_What the task requires_: Search the material for the word "BoxFuture" and copy every line in which it occurs.

Source information below:

//! Cloud Logging / Resource Manager 的 REST 适配层。
//! 只做请求拼装与错误分类，不处理认证、重试与退避。

use std::time::Duration;

use futures::future::{self, BoxFuture, FutureExt};
use reqwest::{Client, RequestBuilder, Response};
use serde::{Deserialize, Serialize};
use tracing::{debug, warn};

use crate::api::{ApiError, ApiErrorCode, CloudLoggingApi, EntriesPage, EntriesQuery};
use crate::config::GcpConfig;
use crate::error::{LoggingMcpError, Result};
use crate::model::{ListProjectsRequest, LogEntry, ProjectPage, SortDirection};

#[derive(Debug, Serialize)]
#[serde(rename_all = "camelCase")]
struct ListEntriesBody<'a> {
    resource_names: Vec<String>,
    filter: &'a str,
    order_by: String,
    page_size: u32,
    #[serde(skip_serializing_if = "Option::is_none")]
    page_token: Option<&'a str>,
}

#[derive(Debug, Deserialize)]
#[serde(rename_all = "camelCase")]
struct ListEntriesResponse {
    #[serde(default)]
    entries: Vec<LogEntry>,
    #[serde(default)]
    next_page_token: Option<String>,
}

#[derive(Debug, Deserialize)]
struct GoogleErrorBody {
    error: GoogleErrorDetail,
}

#[derive(Debug, Deserialize)]
struct GoogleErrorDetail {
    #[serde(default)]
    code: Option<i64>,
    #[serde(default)]
    message: String,
    #[serde(default)]
    status: Option<String>,
}

#[derive(Clone)]
pub struct GoogleCloudLoggingClient {
    http: Client,
    config: GcpConfig,
}

impl GoogleCloudLoggingClient {
    pub fn new(config: GcpConfig) -> Result<Self> {
        let http = Client::builder()
            .timeout(Duration::from_millis(config.request_timeout_ms))
            .user_agent(concat!("cloud-logging-mcp/", env!("CARGO_PKG_VERSION")))
            .build()
            .map_err(|e| LoggingMcpError::Config(format!("http client init failed: {e}")))?;
        Ok(Self { http, config })
    }

    async fn fetch_entries(&self, query: EntriesQuery) -> std::result::Result<EntriesPage, ApiError> {
        let resource_names = match &query.resource_names {
            Some(names) if !names.is_empty() => names.clone(),
            _ => vec![format!("projects/{}", query.project_id)],
        };
        let direction = query.order_by.map(|o| o.timestamp).unwrap_or(SortDirection::Desc);
        let body = ListEntriesBody {
            resource_names,
            filter: &query.filter,
            order_by: format!("timestamp {}", direction.as_str()),
            page_size: query.page_size.unwrap_or(self.config.default_page_size),
            page_token: query.page_token.as_deref().filter(|t| !t.is_empty()),
        };

        let url = format!("{}/v2/entries:list", self.config.logging_endpoint.trim_end_matches('/'));
        debug!(%url, filter = %query.filter, page_size = body.page_size, "listing log entries");

        let resp = self.authorize(self.http.post(&url)).json(&body).send().await.map_err(transport_error)?;
        let page: ListEntriesResponse = decode(resp).await?;
        Ok(EntriesPage {
            entries: page.entries,
            next_page_token: page.next_page_token.filter(|t| !t.is_empty()),
        })
    }

    async fn search_projects(&self, request: ListProjectsRequest) -> std::result::Result<ProjectPage, ApiError> {
        let mut params: Vec<(&str, String)> = Vec::new();
        if let Some(filter) = request.filter.filter(|f| !f.is_empty()) {
            params.push(("query", filter));
        }
        if let Some(size) = request.page_size {
            params.push(("pageSize", size.to_string()));
        }
        if let Some(token) = request.page_token.filter(|t| !t.is_empty()) {
            params.push(("pageToken", token));
        }

        let url = format!(
            "{}/v3/projects:search",
            self.config.resource_manager_endpoint.trim_end_matches('/')
        );
        debug!(%url, "searching projects");

        let resp = self.authorize(self.http.get(&url)).query(&params).send().await.map_err(transport_error)?;
        let mut page: ProjectPage = decode(resp).await?;
        page.next_page_token = page.next_page_token.filter(|t| !t.is_empty());
        Ok(page)
    }

    fn authorize(&self, builder: RequestBuilder) -> RequestBuilder {
        match self.config.access_token.as_deref().filter(|t| !t.is_empty()) {
            Some(token) => builder.bearer_auth(token),
            None => builder,
        }
    }
}

impl CloudLoggingApi for GoogleCloudLoggingClient {
    fn entries(&self, query: EntriesQuery) -> BoxFuture<'_, std::result::Result<EntriesPage, ApiError>> {
        self.fetch_entries(query).boxed()
    }

    fn list_projects(&self, request: ListProjectsRequest) -> BoxFuture<'_, std::result::Result<ProjectPage, ApiError>> {
        self.search_projects(request).boxed()
    }

    fn default_project_id(&self) -> BoxFuture<'_, Option<String>> {
        future::ready(self.config.project_id.clone().filter(|p| !p.is_empty())).boxed()
    }
}

async fn decode<T: serde::de::DeserializeOwned>(resp: Response) -> std::result::Result<T, ApiError> {
    let status = resp.status();
    if !status.is_success() {
        let body = resp.text().await.unwrap_or_default();
        let err = error_from_body(status.as_u16(), &body);
        warn!(status = status.as_u16(), code = ?err.code, message = %err.message, "cloud api request failed");
        return Err(err);
    }
    resp.json::<T>().await.map_err(|e| {
        ApiError::new(ApiErrorCode::Internal, format!("failed to decode response: {e}"))
    })
}

fn error_from_body(status: u16, body: &str) -> ApiError {
    match serde_json::from_str::<GoogleErrorBody>(body) {
        Ok(parsed) => {
            let code = parsed
                .error
                .status
                .as_deref()
                .and_then(ApiErrorCode::from_status_name)
                .unwrap_or_else(|| code_from_number(parsed.error.code, status));
            let message = if parsed.error.message.is_empty() {
                format!("HTTP {status}")
            } else {
                parsed.error.message
            };
            ApiError::new(code, message)
        }
        Err(_) => ApiError::new(
            ApiErrorCode::from_http_status(status),
            format!("HTTP {status}: {}", body.trim()),
        ),
    }
}

// 错误体中的数字码可能是 gRPC 状态码（小于 100），也可能是 HTTP 状态码
fn code_from_number(code: Option<i64>, http_status: u16) -> ApiErrorCode {
    match code {
        Some(c) if (0..100).contains(&c) => ApiErrorCode::from_grpc(c),
        Some(c) => u16::try_from(c)
            .map(ApiErrorCode::from_http_status)
            .unwrap_or(ApiErrorCode::Internal),
        None => ApiErrorCode::from_http_status(http_status),
    }
}

fn transport_error(e: reqwest::Error) -> ApiError {
    warn!(error = %e, "cloud api transport failure");
    ApiError::new(ApiErrorCode::Unavailable, e.to_string())
}
//! 对外暴露的三个工具：queryLogs、getLogDetail、listProjects。
//! 工具层不向传输层抛错，所有失败都渲染为带 `isError` 标记的文本。

use std::sync::Arc;

use serde::de::DeserializeOwned;
use serde::{Deserialize, Serialize};
use serde_json::{json, Value};
use tracing::{debug, info, warn};

use crate::api::{ApiError, CloudLoggingApi, EntriesQuery};
use crate::cache::LogCache;
use crate::error::{LoggingMcpError, Result};
use crate::model::{
    GetLogDetailRequest, ListProjectsRequest, LogEntry, LogId, QueryLogsRequest, QueryLogsResponse,
};
use crate::summary::{to_json_safe, Summarizer};
use crate::time_range::build_query_logs_filter;

pub const QUERY_LOGS: &str = "queryLogs";
pub const GET_LOG_DETAIL: &str = "getLogDetail";
pub const LIST_PROJECTS: &str = "listProjects";

pub const NO_PROJECT_MESSAGE: &str = "Error: No project ID provided and unable to detect default project. \
Please specify a project ID or ensure you're authenticated with gcloud.";

#[derive(Debug, Clone, PartialEq, Serialize, Deserialize)]
pub struct ToolContent {
    #[serde(rename = "type")]
    pub kind: String,
    pub text: String,
}

#[derive(Debug, Clone, PartialEq, Serialize, Deserialize)]
#[serde(rename_all = "camelCase")]
pub struct ToolOutput {
    pub content: Vec<ToolContent>,
    #[serde(default, skip_serializing_if = "std::ops::Not::not")]
    pub is_error: bool,
}

impl ToolOutput {
    pub fn text(text: impl Into<String>) -> Self {
        Self {
            content: vec![ToolContent {
                kind: "text".to_string(),
                text: text.into(),
            }],
            is_error: false,
        }
    }

    pub fn error(text: impl Into<String>) -> Self {
        Self {
            is_error: true,
            ..Self::text(text)
        }
    }

    pub fn first_text(&self) -> &str {
        self.content.first().map(|c| c.text.as_str()).unwrap_or("")
    }
}

pub struct LoggingTools {
    api: Arc<dyn CloudLoggingApi>,
    cache: Arc<LogCache>,
    summarizer: Summarizer,
    default_page_size: Option<u32>,
}

impl LoggingTools {
    pub fn new(api: Arc<dyn CloudLoggingApi>, cache: Arc<LogCache>, summarizer: Summarizer) -> Self {
        Self {
            api,
            cache,
            summarizer,
            default_page_size: None,
        }
    }

    pub fn with_default_page_size(mut self, page_size: u32) -> Self {
        self.default_page_size = Some(page_size);
        self
    }

    /// 按名称分发工具调用。未知工具或参数无法解析时返回 `InvalidRequest`。
    pub async fn call(&self, name: &str, arguments: Value) -> Result<ToolOutput> {
        let arguments = if arguments.is_null() { json!({}) } else { arguments };
        match name {
            QUERY_LOGS => Ok(self.query_logs(parse_args(name, arguments)?).await),
            GET_LOG_DETAIL => Ok(self.get_log_detail(parse_args(name, arguments)?).await),
            LIST_PROJECTS => Ok(self.list_projects(parse_args(name, arguments)?).await),
            other => Err(LoggingMcpError::InvalidRequest(format!("unknown tool: {other}"))),
        }
    }

    pub async fn query_logs(&self, req: QueryLogsRequest) -> ToolOutput {
        let Some(project_id) = self.resolve_project(req.project_id.clone()).await else {
            return ToolOutput::error(NO_PROJECT_MESSAGE);
        };

        let filter = match build_query_logs_filter(&req.filter, req.start_time.as_deref(), req.end_time.as_deref()) {
            Ok(f) => f,
            Err(e) => return ToolOutput::error(format!("Error: {e}")),
        };

        let query = EntriesQuery {
            project_id,
            filter,
            resource_names: req.resource_names.clone(),
            page_size: req.page_size.or(self.default_page_size),
            page_token: req.page_token.clone(),
            order_by: req.order_by,
        };
        let page = match self.api.entries(query).await {
            Ok(page) => page,
            Err(e) => {
                warn!(error = %e, "queryLogs failed");
                return ToolOutput::error(format!("Error querying logs: {}", e.message));
            }
        };

        for entry in &page.entries {
            self.cache.add(entry.insert_id.clone(), entry.clone());
        }

        let response = QueryLogsResponse {
            logs: self.summarizer.summarize_all(&page.entries, req.summary_fields.as_deref()),
            page_size: page.entries.len(),
            next_page_token: page.next_page_token,
        };
        info!(count = response.page_size, "queryLogs returned entries");
        ToolOutput::text(to_pretty_json(&response))
    }

    pub async fn get_log_detail(&self, req: GetLogDetailRequest) -> ToolOutput {
        let Some(project_id) = self.resolve_project(req.project_id.clone()).await else {
            return ToolOutput::error(NO_PROJECT_MESSAGE);
        };

        let log_id = LogId::new(req.log_id.clone());
        if let Some(entry) = self.cache.get(&log_id) {
            debug!(log_id = %log_id, "log detail served from cache");
            return ToolOutput::text(format_log_entry(&entry));
        }
        debug!(log_id = %log_id, "log detail cache miss");

        let query = EntriesQuery {
            project_id,
            filter: build_log_filter(&req.log_id),
            page_size: Some(1),
            ..EntriesQuery::default()
        };
        let page = match self.api.entries(query).await {
            Ok(page) => page,
            Err(e) => {
                warn!(log_id = %log_id, error = %e, "getLogDetail failed");
                return ToolOutput::error(format_error(&e));
            }
        };

        let Some(entry) = page.entries.into_iter().next() else {
            return ToolOutput::error(format_not_found(&req.log_id));
        };
        let text = format_log_entry(&entry);
        self.cache.add(log_id, entry);
        ToolOutput::text(text)
    }

    pub async fn list_projects(&self, req: ListProjectsRequest) -> ToolOutput {
        match self.api.list_projects(req).await {
            Ok(page) => {
                let projects: Vec<Value> = page
                    .projects
                    .iter()
                    .map(|p| {
                        json!({
                            "projectId": p.project_id,
                            "displayName": p.display_name.clone().unwrap_or_else(|| p.name.clone()),
                            "state": p.state,
                        })
                    })
                    .collect();
                let mut body = json!({ "projects": projects });
                if let Some(token) = page.next_page_token {
                    body["nextPageToken"] = json!(token);
                }
                body["totalCount"] = json!(page.projects.len());
                ToolOutput::text(to_json_safe(&body, true))
            }
            Err(e) => {
                warn!(error = %e, "listProjects failed");
                ToolOutput::error(format!("Error listing projects: {}", e.message))
            }
        }
    }

    async fn resolve_project(&self, explicit: Option<String>) -> Option<String> {
        match explicit.filter(|p| !p.is_empty()) {
            Some(p) => Some(p),
            None => self.api.default_project_id().await.filter(|p| !p.is_empty()),
        }
    }
}

fn parse_args<T: DeserializeOwned>(tool: &str, arguments: Value) -> Result<T> {
    serde_json::from_value(arguments)
        .map_err(|e| LoggingMcpError::InvalidRequest(format!("invalid arguments for {tool}: {e}")))
}

fn to_pretty_json<T: Serialize>(value: &T) -> String {
    serde_json::to_value(value)
        .map(|v| to_json_safe(&v, true))
        .unwrap_or_else(|_| crate::summary::COMPLEX_OBJECT.to_string())
}

/// 按 insertId 精确查找单条日志的过滤条件。值不做转义，原样拼入。
pub fn build_log_filter(log_id: &str) -> String {
    format!(r#"insertId="{log_id}""#)
}

pub fn format_log_entry(entry: &LogEntry) -> String {
    to_json_safe(&entry.to_value(), true)
}

pub fn format_error(err: &ApiError) -> String {
    let mut body = json!({ "error": err.message });
    if let Some(code) = err.code {
        body["code"] = json!(code.as_str());
    }
    to_json_safe(&body, true)
}

pub fn format_not_found(log_id: &str) -> String {
    to_json_safe(&json!({ "error": "Log entry not found", "logId": log_id }), true)
}

/// `tools/list` 返回的工具定义。
pub fn tool_definitions() -> Vec<Value> {
    let project_id = json!({
        "type": "string",
        "description": "Google Cloud project ID. If not provided, uses the default project"
    });
    vec![
        json!({
            "name": QUERY_LOGS,
            "description": "Returns a list of log summaries based on the given query",
            "inputSchema": {
                "type": "object",
                "required": ["filter"],
                "properties": {
                    "projectId": project_id,
                    "filter": { "type": "string", "description": "Cloud Logging query, e.g. severity=\"ERROR\"" },
                    "startTime": { "type": "string", "description": "ISO 8601 lower bound, e.g. 2024-01-01T00:00:00Z" },
                    "endTime": { "type": "string", "description": "ISO 8601 upper bound, must be after startTime" },
                    "resourceNames": {
                        "type": "array",
                        "items": { "type": "string" },
                        "description": "e.g. projects/<project_id>/logs/run.googleapis.com%2Fstdout"
                    },
                    "pageSize": { "type": "integer" },
                    "pageToken": { "type": "string" },
                    "orderBy": {
                        "type": "object",
                        "properties": { "timestamp": { "type": "string", "enum": ["asc", "desc"] } },
                        "required": ["timestamp"]
                    },
                    "summaryFields": {
                        "type": "array",
                        "items": { "type": "string" },
                        "description": "Fields to include in the summary, e.g. ['labels.service', 'textPayload']"
                    }
                }
            }
        }),
        json!({
            "name": GET_LOG_DETAIL,
            "description": "Returns the whole record of a log with the given ID",
            "inputSchema": {
                "type": "object",
                "required": ["logId"],
                "properties": {
                    "projectId": project_id,
                    "logId": { "type": "string" }
                }
            }
        }),
        json!({
            "name": LIST_PROJECTS,
            "description": "Lists available Google Cloud projects that the authenticated user has access to",
            "inputSchema": {
                "type": "object",
                "properties": {
                    "filter": { "type": "string", "description": "Optional filter to apply to the project list" },
                    "pageSize": { "type": "integer", "description": "Number of projects to return (default: 100)" },
                    "pageToken": { "type": "string", "description": "Page token for pagination" }
                }
            }
        }),
    ]
}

End of Source information.

_Written response_:
use futures::future::{self, BoxFuture, FutureExt};
    fn entries(&self, query: EntriesQuery) -> BoxFuture<'_, std::result::Result<EntriesPage, ApiError>> {
    fn list_projects(&self, request: ListProjectsRequest) -> BoxFuture<'_, std::result::Result<ProjectPage, ApiError>> {
    fn default_project_id(&self) -> BoxFuture<'_, Option<String>> {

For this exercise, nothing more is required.